Basically, it's all about who has the information, to me. I have the information I need to understand the situation, and therefore I have a responsibility to act in accord with that information as best I can, which includes sharing that information--when I think it will be heard. But I'm not at all sure that my neighbors do, and so I don't get angry--only sad--when they don't act in accord.

I find I have more to say on this issue that can be reasonably said here--I think I'll go blog. :-P

Anonymous said...

I agree with Sharon that "many people are choosing not to think too hard about what is happening." But I also think that many people have zero awareness of what is actually happening in the world. And FOX News does not count, everyone.

For many people, it seems absolutely formidable to ponder "why" at all. Whether these individuals lack either consciences or analytical skills is beyond me.

We certainly make direct and indirect efforts in the industrialized countries to fuck up every ecosystem on the planet. We, sitting in positions of privilege, have raped and pillaged all sorts of indigenous peoples and ethnic groups to have the so-called comforts we own today. We should be ashamed, very ashamed. But how often do we ponder the consequences of our actions? When does it get to the point of staring you in the face? When does "LOOK WHAT YOU HAVE DONE," shout out from inside you?

I saw a parts of a documentary last week where some Lithuanians ? (please correct me if I'm wrong) were ordered to move the rotting, emaciated bodies of Holocaust victims from one pit to the other. I got that feeling you get when you're sure you're going to vomit; when saliva starts forming at the back of your throat and your stomach, well . . . you know.

I just got through a major portion of Romeo Dallaire's "Shake Hands With the Devil," as well (Rwanda genocide, 1994).

A few months ago, I read an article from a Chicago Trib reporter tracing oil transit from an angry Nigeria to a diffused suburban gas station.

I am floored, stunned, and ashamed all at once.

So now that I know these things, is it not my responsibility to change myself?

In summary, I think we all have to look at social change in these steps:

1. Awareness
2. Acceptance
3. Action
4. Change

The breakdowns in these steps are what we have to work on.

Thank you, Sharon, for your inspiring work. You have been a beacon for me and a friend, even though I don't know you personally.

Paula

Anonymous said...

I have no idea how many people grap the concepts. I run into a wide range of people, from strugglers at the soup kitchen who aren't even aware that oil is used to make gas. They tend to be very consumed in the details of survival; however, they don't have cars, and certainly aren't major contributors to overconsumption by US standards, though some of them find the idea of filling their empty water bottles from the tap rather taking taking another full one for the walk home a real hoot.
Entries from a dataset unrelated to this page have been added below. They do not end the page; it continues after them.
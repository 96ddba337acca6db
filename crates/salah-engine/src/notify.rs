//! Reminder scheduling against the device notifier collaborator.
//!
//! The scheduler owns a table of (event -> timer handles). Every new timing
//! set cancels the whole table and rebuilds it, so stale timers for a
//! superseded set can never fire against updated data.

use std::collections::HashMap;
use std::sync::Arc;

use chrono::{DateTime, Duration, Utc};
use parking_lot::Mutex;

use crate::clock::Clock;
use crate::types::{PrayerEvent, TimingSet};

/// Opaque one-shot timer handle issued by the notifier.
pub type NotifyHandle = u64;

/// Default pre-warning lead.
pub const DEFAULT_LEAD_MINUTES: u32 = 15;

/// Device notification collaborator. Scheduling is fire-and-forget; the
/// engine never tracks delivery.
pub trait Notifier: Send + Sync {
    /// Whether the user has granted notification permission. Prompting the
    /// user is the collaborator's concern.
    fn request_permission(&self) -> bool;

    /// Arm a one-shot notification at an absolute instant.
    fn schedule_one_shot(&self, fire_at: DateTime<Utc>, title: &str, body: &str) -> NotifyHandle;

    /// Cancel a previously scheduled notification.
    fn cancel(&self, handle: NotifyHandle);
}

/// One armed reminder, as reported back to the caller.
#[derive(Debug, Clone, Copy, PartialEq, Eq)]
pub struct ScheduledReminder {
    pub event: PrayerEvent,
    pub fire_at: DateTime<Utc>,
    /// Minutes before the prayer instant; 0 for the exact-time reminder.
    pub lead_minutes: u32,
}

/// Result of an arm pass.
#[derive(Debug, Clone, Default)]
pub struct ArmOutcome {
    pub reminders: Vec<ScheduledReminder>,
    /// False when permission is not granted; not an error, just a state the
    /// caller surfaces.
    pub available: bool,
}

pub struct ReminderScheduler {
    notifier: Arc<dyn Notifier>,
    clock: Arc<dyn Clock>,
    lead_minutes: u32,
    armed: Mutex<HashMap<PrayerEvent, Vec<NotifyHandle>>>,
}

impl ReminderScheduler {
    pub fn new(notifier: Arc<dyn Notifier>, clock: Arc<dyn Clock>, lead_minutes: u32) -> Self {
        Self {
            notifier,
            clock,
            lead_minutes,
            armed: Mutex::new(HashMap::new()),
        }
    }

    /// Cancel everything, then schedule a lead warning and an exact-time
    /// reminder for each prayer still ahead of "now". Instants already in
    /// the past are skipped, never backfilled.
    pub fn arm(&self, timings: &TimingSet) -> ArmOutcome {
        self.disarm_all();

        if !self.notifier.request_permission() {
            tracing::info!("Notification permission not granted; reminders unavailable");
            return ArmOutcome {
                reminders: Vec::new(),
                available: false,
            };
        }

        let now = self.clock.now();
        let now_local = self.clock.now_local();
        let mut reminders = Vec::new();
        let mut armed = self.armed.lock();

        for (event, time) in timings.prayer_times() {
            // Local wall-clock instant mapped onto the absolute timeline.
            let event_at = now + (now_local.date().and_time(time) - now_local);
            let warn_at = event_at - Duration::minutes(i64::from(self.lead_minutes));
            let mut handles = Vec::new();

            if warn_at > now {
                let handle = self.notifier.schedule_one_shot(
                    warn_at,
                    &format!("{} Prayer Alert", event),
                    &format!(
                        "{} prayer time is in {} minutes ({}).",
                        event,
                        self.lead_minutes,
                        time.format("%H:%M")
                    ),
                );
                handles.push(handle);
                reminders.push(ScheduledReminder {
                    event,
                    fire_at: warn_at,
                    lead_minutes: self.lead_minutes,
                });
            }

            if event_at > now {
                let handle = self.notifier.schedule_one_shot(
                    event_at,
                    &format!("{} Prayer Time", event),
                    &format!("It's time for {} prayer.", event),
                );
                handles.push(handle);
                reminders.push(ScheduledReminder {
                    event,
                    fire_at: event_at,
                    lead_minutes: 0,
                });
            }

            if !handles.is_empty() {
                armed.insert(event, handles);
            }
        }

        tracing::debug!(count = reminders.len(), "Armed prayer reminders");
        ArmOutcome {
            reminders,
            available: true,
        }
    }

    /// Cancel the reminders for a single event.
    pub fn disarm(&self, event: PrayerEvent) {
        if let Some(handles) = self.armed.lock().remove(&event) {
            for handle in handles {
                self.notifier.cancel(handle);
            }
        }
    }

    /// Cancel every armed reminder. The underlying timers are cancelled, not
    /// merely forgotten.
    pub fn disarm_all(&self) {
        let drained: Vec<NotifyHandle> = self
            .armed
            .lock()
            .drain()
            .flat_map(|(_, handles)| handles)
            .collect();
        for handle in drained {
            self.notifier.cancel(handle);
        }
    }

    /// Number of events with live reminders.
    pub fn armed_count(&self) -> usize {
        self.armed.lock().len()
    }
}

#[cfg(test)]
mod tests {
    #![allow(clippy::unwrap_used, clippy::expect_used, clippy::panic)]
    use super::*;
    use crate::clock::FixedClock;
    use chrono::{NaiveDateTime, NaiveTime};

    #[derive(Default)]
    struct MockNotifier {
        granted: std::sync::atomic::AtomicBool,
        state: Mutex<MockState>,
    }

    #[derive(Default)]
    struct MockState {
        next_handle: NotifyHandle,
        pending: HashMap<NotifyHandle, (DateTime<Utc>, String)>,
        cancelled: Vec<NotifyHandle>,
    }

    impl MockNotifier {
        fn granted() -> Self {
            let mock = Self::default();
            mock.granted
                .store(true, std::sync::atomic::Ordering::SeqCst);
            mock
        }

        fn pending_titles(&self) -> Vec<String> {
            let state = self.state.lock();
            let mut titles: Vec<String> =
                state.pending.values().map(|(_, t)| t.clone()).collect();
            titles.sort();
            titles
        }
    }

    impl Notifier for MockNotifier {
        fn request_permission(&self) -> bool {
            self.granted.load(std::sync::atomic::Ordering::SeqCst)
        }

        fn schedule_one_shot(
            &self,
            fire_at: DateTime<Utc>,
            title: &str,
            _body: &str,
        ) -> NotifyHandle {
            let mut state = self.state.lock();
            state.next_handle += 1;
            let handle = state.next_handle;
            state.pending.insert(handle, (fire_at, title.to_string()));
            handle
        }

        fn cancel(&self, handle: NotifyHandle) {
            let mut state = self.state.lock();
            state.pending.remove(&handle);
            state.cancelled.push(handle);
        }
    }

    fn hm(h: u32, m: u32) -> NaiveTime {
        NaiveTime::from_hms_opt(h, m, 0).unwrap()
    }

    fn sample() -> TimingSet {
        TimingSet {
            fajr: hm(5, 30),
            sunrise: hm(7, 0),
            dhuhr: hm(12, 15),
            asr: hm(15, 45),
            sunset: hm(18, 15),
            maghrib: hm(18, 20),
            isha: hm(19, 45),
            midnight: hm(0, 20),
        }
    }

    fn clock_at(h: u32, m: u32) -> Arc<FixedClock> {
        let base = NaiveDateTime::parse_from_str("2024-06-21 00:00:00", "%Y-%m-%d %H:%M:%S")
            .unwrap()
            .date()
            .and_time(hm(h, m));
        Arc::new(FixedClock::at(base))
    }

    #[test]
    fn test_arm_schedules_lead_and_exact_for_future_events() {
        let notifier = Arc::new(MockNotifier::granted());
        let scheduler = ReminderScheduler::new(notifier.clone(), clock_at(4, 0), 15);

        let outcome = scheduler.arm(&sample());
        assert!(outcome.available);
        // 5 prayers x (warning + exact)
        assert_eq!(outcome.reminders.len(), 10);
        assert_eq!(scheduler.armed_count(), 5);

        let fajr_warning = outcome
            .reminders
            .iter()
            .find(|r| r.event == PrayerEvent::Fajr && r.lead_minutes == 15)
            .unwrap();
        let fajr_exact = outcome
            .reminders
            .iter()
            .find(|r| r.event == PrayerEvent::Fajr && r.lead_minutes == 0)
            .unwrap();
        assert_eq!(fajr_exact.fire_at - fajr_warning.fire_at, Duration::minutes(15));
    }

    #[test]
    fn test_past_instants_are_skipped() {
        let notifier = Arc::new(MockNotifier::granted());
        // 12:10: Fajr long past, Dhuhr (12:15) exact is ahead but its
        // 15-minute warning (12:00) is not.
        let scheduler = ReminderScheduler::new(notifier, clock_at(12, 10), 15);

        let outcome = scheduler.arm(&sample());
        assert!(outcome
            .reminders
            .iter()
            .all(|r| r.event != PrayerEvent::Fajr));
        let dhuhr: Vec<_> = outcome
            .reminders
            .iter()
            .filter(|r| r.event == PrayerEvent::Dhuhr)
            .collect();
        assert_eq!(dhuhr.len(), 1);
        assert_eq!(dhuhr[0].lead_minutes, 0);
    }

    #[test]
    fn test_permission_denied_is_empty_noop() {
        let notifier = Arc::new(MockNotifier::default());
        let scheduler = ReminderScheduler::new(notifier.clone(), clock_at(4, 0), 15);

        let outcome = scheduler.arm(&sample());
        assert!(!outcome.available);
        assert!(outcome.reminders.is_empty());
        assert_eq!(scheduler.armed_count(), 0);
        assert!(notifier.state.lock().pending.is_empty());
    }

    #[test]
    fn test_rearm_cancels_old_timers() {
        let notifier = Arc::new(MockNotifier::granted());
        let scheduler = ReminderScheduler::new(notifier.clone(), clock_at(4, 0), 15);

        scheduler.arm(&sample());
        let first_count = notifier.state.lock().pending.len();
        assert_eq!(first_count, 10);

        let mut later = sample();
        later.dhuhr = hm(12, 30);
        later.asr = hm(16, 0);
        let outcome = scheduler.arm(&later);

        let state = notifier.state.lock();
        // Exactly the new set's timers remain; all old handles were
        // cancelled through the notifier, not just dropped.
        assert_eq!(state.pending.len(), outcome.reminders.len());
        assert_eq!(state.cancelled.len(), first_count);
    }

    #[test]
    fn test_disarm_single_event() {
        let notifier = Arc::new(MockNotifier::granted());
        let scheduler = ReminderScheduler::new(notifier.clone(), clock_at(4, 0), 15);

        scheduler.arm(&sample());
        scheduler.disarm(PrayerEvent::Isha);

        assert_eq!(scheduler.armed_count(), 4);
        let titles = notifier.pending_titles();
        assert!(titles.iter().all(|t| !t.contains("Isha")));
    }

    #[test]
    fn test_disarm_all_leaves_nothing_pending() {
        let notifier = Arc::new(MockNotifier::granted());
        let scheduler = ReminderScheduler::new(notifier.clone(), clock_at(4, 0), 15);

        scheduler.arm(&sample());
        scheduler.disarm_all();

        assert_eq!(scheduler.armed_count(), 0);
        assert!(notifier.state.lock().pending.is_empty());
    }
}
Then there seem to be a lot of cluesless people who should know better. Surely some of the 79% of people in a recent survey who didn't know plastic came from oil had been exposed to that information at some point and had just forgotten it becuase it seemed unimportant.

And then their are people like a couple I know who are aware of things such a child labor in lethal conditions who say, "Well they are just (fill in the blank)" or "At least they are working." There seems to be a discontect between two sorts of humanity for people who think like that. One man doesn't seem to grasp the fact that we was able to start his own business with a loan sucured by the house his parents left him, while living on his wife's salary while it took off, using the skills he'd learned at university (paid for by his parents) doesn't mean that someone with no resources or education can't (and this is the example he uses) go door to door offering to mow lawns with the household's mower until he saves up enough money to buy his own equipment and then become a sucessful landscaper. After all, "If I did it, anyone can. They just have to work a bit harder." Basically he can't see the difference in the situtations.

MEA (btw, I don't mind what people call me, but I don't have an e e cummings complex in reverse. They are my initals, not my name)

Michelle In TN said...

There is true evil in the world.
It shouldn't be confused with ignorance or apathy. Most folks
of my aquaintance don't know a thing about Peak Oil, they TRUST
fox news. Heck, so did I until
I was blessed with awareness. The
most that I can do is attempt to
educate and awaken others. I have
frequently stated that trying to get folks PO aware is like trying to disconnect them from the BORG collective. How do you get people to rewire a lifetime of accepted truths? It doesn't happen overnight, or by telling them they're murderers. It's easy to
loose patience with the "non-believers", but they haven't woken
up or been given a chance to cope with this terrible new world we face. They are like lambs to the slaughter and should be treated a bit more gently. Just my take.
Otherwise, I truly appreciate Sharon's writings. Michelle
http://youandyouroilthing.blogspot.com/

Michelle In TN said...

Another thought:
What's the age of carbon responsibility? Is my 1 year old
neice guilty before she udders her first sentence? Is my 3 year old neice guilty of murder?
Is my bold and sassy 13 year old
liable? My 19 year old? They didn't
cut their adult teeth on PO.
Am I guilty? No. M

Hanley Tucks said...

I don't think we're Eichmanns. Eichmann was someone who had power, and who organised the death of millions. So the common person is not an Eichmann, our political and corporate leaders are Eichmanns.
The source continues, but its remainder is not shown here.